In a remarkable little book called How to Do Things with Words, philosopher J.L. Austin makes the claim that contrary to conventional wisdom, words don’t simply describe things, they actually make things happen. When two people say, “I do” in the context of a marriage ceremony; they are not merely describing the relationship they are entering into but actually creating it.
Or when someone says, “I love you” or “I hate you” we don’t only hear those words but actually feel the force they exert upon our bodies. Therefore we ultimately know what a words means not from what it says, but from what it does. For example: Is the sentence “close the door,” an invitation to greater privacy or an annoyed command. You don’t know until you feel the force of the words as they act upon you.
I find this description of words very helpful when it comes to understanding the impact of Jesus’ words on the people who heard them. Jesus’ parables remind us that the faith we claim and the kingdom we announce finally isn’t an intellectual idea but an experience, an experience of the creative and redemptive ways God continues to change lives to this day.
There is a tendency to read these parables of Jesus like mini proverb: “big things sometimes have small beginnings, or don’t judge based on its size.” Makes sense on one level but then it also completely misses the mark of what Jesus was talking about when you realize that in Jesus’ world neither a mustard seed or yeast was viewed positively.
Mustard was a weed, dreaded by farmers the way a gardener dreads crabgrass or bindweed. It starts out small but before long it takes over your whole field or yard. And the same with yeast, which was viewed as a contaminant in the Bible and was almost always used as an example of how sin works.
So why does Jesus compare the kingdom of God to a weed or to a contaminant? Because both the mustard seed and yeast have this way of spreading beyond anything you’d imagine, infiltrating a system and taking over its host.

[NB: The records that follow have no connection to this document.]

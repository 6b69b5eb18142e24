use std::{
    path::Path,
    sync::{Arc, RwLock},
};

use anyhow::Result;
use log::{debug, warn};
use rusqlite::{params, Connection, OptionalExtension};
use rusqlite_migration::{Migrations, M};
use serde::{de::DeserializeOwned, Serialize};

use crate::error::StoreError;

/// Key-value core: one JSON-encoded array per key, whole-value replace on
/// every write. Collections are small and callers treat loads as snapshots,
/// so there is no indexing and no delta format.
#[derive(Clone)]
pub struct Kv {
    backend: Backend,
}

#[derive(Clone)]
enum Backend {
    Sqlite(Arc<RwLock<Connection>>),
    /// No storage medium (pre-render, tooling). Loads fall back to seed
    /// data and writes are dropped instead of raising.
    Detached,
}

impl Kv {
    pub fn open<P: AsRef<Path>>(path: P) -> Result<Self> {
        let conn = Connection::open(path)?;
        Self::from_connection(conn)
    }

    pub fn open_memory() -> Result<Self> {
        let conn = Connection::open_in_memory()?;
        Self::from_connection(conn)
    }

    pub fn detached() -> Self {
        Kv {
            backend: Backend::Detached,
        }
    }

    fn from_connection(mut conn: Connection) -> Result<Self> {
        conn.pragma_update(None, "journal_mode", "WAL")?;
        Self::migrations().to_latest(&mut conn)?;
        Ok(Kv {
            backend: Backend::Sqlite(Arc::new(RwLock::new(conn))),
        })
    }

    fn migrations() -> Migrations<'static> {
        Migrations::new(vec![M::up(
            "CREATE TABLE collection (
                key     TEXT NOT NULL PRIMARY KEY,
                value   TEXT NOT NULL,
                version INTEGER NOT NULL DEFAULT 1
            );",
        )])
    }

    /// Returns the array stored at `key`. An absent key is seeded with the
    /// supplied list and that list is returned; this is the only moment
    /// seed data is ever written, so an intentionally emptied collection
    /// stays empty. An undecodable value is treated as absent and reseeded
    /// rather than raised.
    pub fn load<T, F>(&self, key: &str, seed: F) -> Result<Vec<T>>
    where
        T: Serialize + DeserializeOwned,
        F: FnOnce() -> Vec<T>,
    {
        let conn = match &self.backend {
            Backend::Sqlite(conn) => conn,
            Backend::Detached => {
                debug!("KV LOAD: key='{}' detached, returning seed", key);
                return Ok(seed());
            }
        };

        let stored: Option<String> = {
            let conn = conn
                .read()
                .map_err(|_| anyhow::anyhow!("Failed to acquire read lock"))?;
            conn.query_row(
                "SELECT value FROM collection WHERE key = ?",
                [key],
                |row| row.get(0),
            )
            .optional()?
        };

        match stored {
            Some(raw) => match serde_json::from_str(&raw) {
                Ok(items) => {
                    debug!("KV LOAD: key='{}', {} bytes", key, raw.len());
                    Ok(items)
                }
                Err(e) => {
                    warn!("KV LOAD: key='{}' held undecodable JSON ({}), reseeding", key, e);
                    let items = seed();
                    self.save(key, &items)?;
                    Ok(items)
                }
            },
            None => {
                debug!("KV LOAD: key='{}' absent, seeding", key);
                let items = seed();
                self.save(key, &items)?;
                Ok(items)
            }
        }
    }

    /// Replaces the whole array stored at `key` and bumps its version.
    /// Last write wins; see [`Kv::save_if`] for the compare-and-swap
    /// variant.
    pub fn save<T: Serialize>(&self, key: &str, items: &[T]) -> Result<()> {
        let conn = match &self.backend {
            Backend::Sqlite(conn) => conn,
            Backend::Detached => {
                debug!("KV SAVE: key='{}' dropped, detached", key);
                return Ok(());
            }
        };

        let raw = serde_json::to_string(items)?;
        let conn = conn
            .write()
            .map_err(|_| anyhow::anyhow!("Failed to acquire write lock"))?;
        conn.execute(
            "INSERT INTO collection (key, value) VALUES (?1, ?2)
             ON CONFLICT(key) DO UPDATE SET value = excluded.value, version = version + 1",
            params![key, raw],
        )?;
        debug!("KV SAVE: key='{}', {} bytes", key, raw.len());
        Ok(())
    }

    /// Compare-and-swap replace: succeeds only while the stored version
    /// still equals `expected`, otherwise fails with
    /// [`StoreError::Conflict`] carrying the version actually found.
    pub fn save_if<T: Serialize>(&self, key: &str, items: &[T], expected: i64) -> Result<()> {
        let conn = match &self.backend {
            Backend::Sqlite(conn) => conn,
            Backend::Detached => return Ok(()),
        };

        let raw = serde_json::to_string(items)?;
        let conn = conn
            .write()
            .map_err(|_| anyhow::anyhow!("Failed to acquire write lock"))?;
        let updated = conn.execute(
            "UPDATE collection SET value = ?1, version = version + 1
             WHERE key = ?2 AND version = ?3",
            params![raw, key, expected],
        )?;
        if updated == 1 {
            debug!("KV SAVE: key='{}' at version {}", key, expected + 1);
            return Ok(());
        }

        let found: i64 = conn
            .query_row(
                "SELECT version FROM collection WHERE key = ?",
                [key],
                |row| row.get(0),
            )
            .optional()?
            .unwrap_or(0);
        Err(StoreError::Conflict {
            key: key.to_string(),
            expected,
            found,
        }
        .into())
    }

    /// Current version of `key`, or None while the key has never been
    /// written (a load will seed it).
    pub fn version(&self, key: &str) -> Result<Option<i64>> {
        let conn = match &self.backend {
            Backend::Sqlite(conn) => conn,
            Backend::Detached => return Ok(None),
        };

        let conn = conn
            .read()
            .map_err(|_| anyhow::anyhow!("Failed to acquire read lock"))?;
        Ok(conn
            .query_row(
                "SELECT version FROM collection WHERE key = ?",
                [key],
                |row| row.get(0),
            )
            .optional()?)
    }

    /// Drops `key` entirely so the next load reseeds it. Returns whether a
    /// row was actually removed.
    pub fn remove(&self, key: &str) -> Result<bool> {
        let conn = match &self.backend {
            Backend::Sqlite(conn) => conn,
            Backend::Detached => return Ok(false),
        };

        let conn = conn
            .write()
            .map_err(|_| anyhow::anyhow!("Failed to acquire write lock"))?;
        let removed = conn.execute("DELETE FROM collection WHERE key = ?", [key])?;
        debug!("KV REMOVE: key='{}', removed={}", key, removed > 0);
        Ok(removed > 0)
    }

    /// Single JSON object stored under `key` (the session row). A missing
    /// or undecodable value reads as None.
    pub fn get_object<T: DeserializeOwned>(&self, key: &str) -> Result<Option<T>> {
        let conn = match &self.backend {
            Backend::Sqlite(conn) => conn,
            Backend::Detached => return Ok(None),
        };

        let stored: Option<String> = {
            let conn = conn
                .read()
                .map_err(|_| anyhow::anyhow!("Failed to acquire read lock"))?;
            conn.query_row(
                "SELECT value FROM collection WHERE key = ?",
                [key],
                |row| row.get(0),
            )
            .optional()?
        };

        match stored {
            Some(raw) => match serde_json::from_str(&raw) {
                Ok(value) => Ok(Some(value)),
                Err(e) => {
                    warn!("KV GET: key='{}' held undecodable JSON ({})", key, e);
                    Ok(None)
                }
            },
            None => Ok(None),
        }
    }

    pub fn put_object<T: Serialize>(&self, key: &str, value: &T) -> Result<()> {
        let conn = match &self.backend {
            Backend::Sqlite(conn) => conn,
            Backend::Detached => return Ok(()),
        };

        let raw = serde_json::to_string(value)?;
        let conn = conn
            .write()
            .map_err(|_| anyhow::anyhow!("Failed to acquire write lock"))?;
        conn.execute(
            "INSERT INTO collection (key, value) VALUES (?1, ?2)
             ON CONFLICT(key) DO UPDATE SET value = excluded.value, version = version + 1",
            params![key, raw],
        )?;
        Ok(())
    }
}

#[cfg(test)]
mod tests {
    use super::*;
    use serde::Deserialize;

    #[derive(Clone, Debug, PartialEq, Serialize, Deserialize)]
    struct Row {
        id: String,
        label: String,
    }

    fn sample() -> Vec<Row> {
        vec![
            Row {
                id: "row-1".to_string(),
                label: "first".to_string(),
            },
            Row {
                id: "row-2".to_string(),
                label: "second".to_string(),
            },
        ]
    }

    #[test]
    fn seeds_once_and_only_once() -> Result<()> {
        let kv = Kv::open_memory()?;

        let first = kv.load("rows", sample)?;
        assert_eq!(first.len(), 2);

        // Second load returns the stored copy, not a second seed.
        let second = kv.load("rows", Vec::<Row>::new)?;
        assert_eq!(second, first);

        // An emptied collection stays empty.
        kv.save::<Row>("rows", &[])?;
        let emptied = kv.load("rows", sample)?;
        assert!(emptied.is_empty());
        Ok(())
    }

    #[test]
    fn undecodable_value_reseeds() -> Result<()> {
        let kv = Kv::open_memory()?;

        // An object where an array is expected fails to decode.
        kv.put_object("rows", &serde_json::json!({"not": "an array"}))?;
        let rows = kv.load("rows", sample)?;
        assert_eq!(rows, sample());

        // And the reseed was persisted.
        let again = kv.load("rows", Vec::<Row>::new)?;
        assert_eq!(again, sample());
        Ok(())
    }

    #[test]
    fn detached_load_returns_seed_without_persisting() -> Result<()> {
        let kv = Kv::detached();

        let rows = kv.load("rows", sample)?;
        assert_eq!(rows.len(), 2);
        kv.save("rows", &rows)?;
        assert_eq!(kv.version("rows")?, None);
        assert!(!kv.remove("rows")?);
        Ok(())
    }

    #[test]
    fn save_bumps_version() -> Result<()> {
        let kv = Kv::open_memory()?;

        kv.load("rows", sample)?;
        assert_eq!(kv.version("rows")?, Some(1));
        kv.save("rows", &sample())?;
        assert_eq!(kv.version("rows")?, Some(2));
        Ok(())
    }

    #[test]
    fn save_if_detects_conflicts() -> Result<()> {
        let kv = Kv::open_memory()?;

        kv.load("rows", sample)?;
        let version = kv.version("rows")?.unwrap();

        // A concurrent writer sneaks in.
        kv.save("rows", &sample())?;

        let err = kv.save_if("rows", &sample(), version).unwrap_err();
        match err.downcast_ref::<StoreError>() {
            Some(StoreError::Conflict { expected, found, .. }) => {
                assert_eq!(*expected, version);
                assert_eq!(*found, version + 1);
            }
            other => panic!("expected Conflict, got {:?}", other),
        }

        // Retrying against the fresh version succeeds.
        let fresh = kv.version("rows")?.unwrap();
        kv.save_if("rows", &sample(), fresh)?;
        Ok(())
    }

    #[test]
    fn opens_on_disk() -> Result<()> {
        let dir = tempfile::tempdir()?;
        let path = dir.path().join("padel.db");

        let kv = Kv::open(&path)?;
        kv.load("rows", sample)?;
        drop(kv);

        let reopened = Kv::open(&path)?;
        let rows: Vec<Row> = reopened.load("rows", Vec::new)?;
        assert_eq!(rows, sample());
        Ok(())
    }
}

What could be less significant that a baby in a manger or Israel, a vassal of mighty Rome? What could be less promising than a cross or a small church in Hackensack? You’d expect to find the kingdom in cathedrals and mega-churches, but these parables suggest that the kingdom is to be found in the humblest places among the most unlikely of people. And over the past two thousands years we have seen the proof. Today the Roman Empire is only found in history books, but people sing Jesus’ praises all over the world.

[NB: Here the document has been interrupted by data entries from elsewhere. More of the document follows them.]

use anyhow::Result;
use log::debug;
use serde::Serialize;

use crate::model::{BookingStatus, Collection, StudentStatus};
use crate::session::SESSION_KEY;
use crate::store::Store;

/// Snapshot of collection counts and status breakdowns, for diagnosing
/// drift between what a page shows and what is actually persisted.
#[derive(Clone, Debug, Serialize)]
pub struct StorageReport {
    pub teachers: usize,
    pub students: usize,
    pub students_pending: usize,
    pub students_approved: usize,
    pub students_rejected: usize,
    pub students_unspecified: usize,
    pub events: usize,
    pub bookings: usize,
    pub bookings_pending: usize,
    pub bookings_confirmed: usize,
    pub bookings_cancelled: usize,
    pub messages: usize,
    pub messages_unread: usize,
    pub blogs: usize,
}

impl Store {
    pub fn report(&self) -> Result<StorageReport> {
        let students = self.students().all()?;
        let bookings = self.bookings().all()?;
        let messages = self.messages().all()?;

        let count_students =
            |status: StudentStatus| students.iter().filter(|s| s.status == status).count();
        let count_bookings =
            |status: BookingStatus| bookings.iter().filter(|b| b.status == status).count();

        let report = StorageReport {
            teachers: self.teachers().all()?.len(),
            students: students.len(),
            students_pending: count_students(StudentStatus::Pending),
            students_approved: count_students(StudentStatus::Approved),
            students_rejected: count_students(StudentStatus::Rejected),
            students_unspecified: count_students(StudentStatus::Unspecified),
            events: self.events().all()?.len(),
            bookings: bookings.len(),
            bookings_pending: count_bookings(BookingStatus::Pending),
            bookings_confirmed: count_bookings(BookingStatus::Confirmed),
            bookings_cancelled: count_bookings(BookingStatus::Cancelled),
            messages: messages.len(),
            messages_unread: messages.iter().filter(|m| !m.read).count(),
            blogs: self.blogs().all()?.len(),
        };

        debug!(
            "storage report: {} students ({} pending, {} approved, {} rejected, {} unspecified)",
            report.students,
            report.students_pending,
            report.students_approved,
            report.students_rejected,
            report.students_unspecified,
        );
        debug!(
            "storage report: {} bookings ({} pending, {} confirmed, {} cancelled), {} messages ({} unread)",
            report.bookings,
            report.bookings_pending,
            report.bookings_confirmed,
            report.bookings_cancelled,
            report.messages,
            report.messages_unread,
        );

        Ok(report)
    }

    /// Wipes every collection key and the session so the next loads
    /// reseed. The recovery hatch for corrupted or drifted state.
    pub fn reset(&self) -> Result<()> {
        for collection in Collection::ALL {
            self.kv().remove(collection.key())?;
        }
        self.kv().remove(SESSION_KEY)?;
        debug!("storage reset: all collections dropped");
        Ok(())
    }
}

#[cfg(test)]
mod tests {
    use super::*;

    #[test]
    fn report_reflects_seed_data() -> Result<()> {
        let store = Store::open_memory()?;
        let report = store.report()?;

        assert_eq!(report.teachers, 2);
        assert_eq!(report.students, 3);
        assert_eq!(report.students_pending, 2);
        assert_eq!(report.students_approved, 1);
        assert_eq!(report.bookings, 2);
        assert_eq!(report.bookings_confirmed, 1);
        assert_eq!(report.messages_unread, 1);
        assert_eq!(report.blogs, 3);
        Ok(())
    }

    #[test]
    fn reset_reseeds_on_next_load() -> Result<()> {
        let store = Store::open_memory()?;

        // Drift from the seed state, then reset.
        store.students().delete("student-1")?;
        assert_eq!(store.students().all()?.len(), 2);

        store.reset()?;
        assert_eq!(store.students().all()?.len(), 3);
        Ok(())
    }
}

These parables were not meant to be reassuring and familiar, they were meant to be disturbing and challenging. To the farmer the mustard seed is the equivalent of our crabgrass today. To the woman with the dough the leaven is the thing to be avoided at all cost. Yeast is a difficult thing, it oozes and bubbles and collapses, it’s hard to handle when you need to be ready to move quickly as the Jews did out of Egypt.
And the amount that she uses in our parable is enough to feed 100 people. How do you pack that quickly as you are trying to escape Pharaoh?
The people who first heard Jesus’ parables didn’t hear them as homey or comforting proverbs, but as subversive statements, for Jesus speaks of a kingdom that is invasive, unstoppable, a nuisance, uncontrollable, a kingdom that can set father against son, and mother against daughter. If leaven is a symbol of corruption; who are the leaven in society? The very people to whom Jesus is speaking. To the Pharisees, the scribes, the wealthy and powerful, the plebs are the tacky mix-ins you’d rather avoid but you can’t because someone is needed to was the steps, plough the fields, dig the sewers and build Herod’s grand temple in Jerusalem.
And in telling these parables Jesus is saying to everyone I’m here to tell you that in God’s society things are turned upside down, and there is hope and possibility for the leavening lumps. Those who are considered unclean, the dregs of society, are the very ones amongst whom the kingdom comes, which is shocking stuff.
God’s empire unlike Rome’s empire is pervasive and subversive rather than dominant. It’s like a pungent weed that takes over everything. It’s not mighty or majestic, yet it cannot be domesticated. It’s universal in scope – fish of every kind are caught and you have to sift through them to find the very best. It doesn’t just happen sometimes you have to search for it like a merchant intent on finding only the best pearls. It’s risky too and people are doing amazing things to be part of it – like selling all that they have to buy a field for heaven’s sake.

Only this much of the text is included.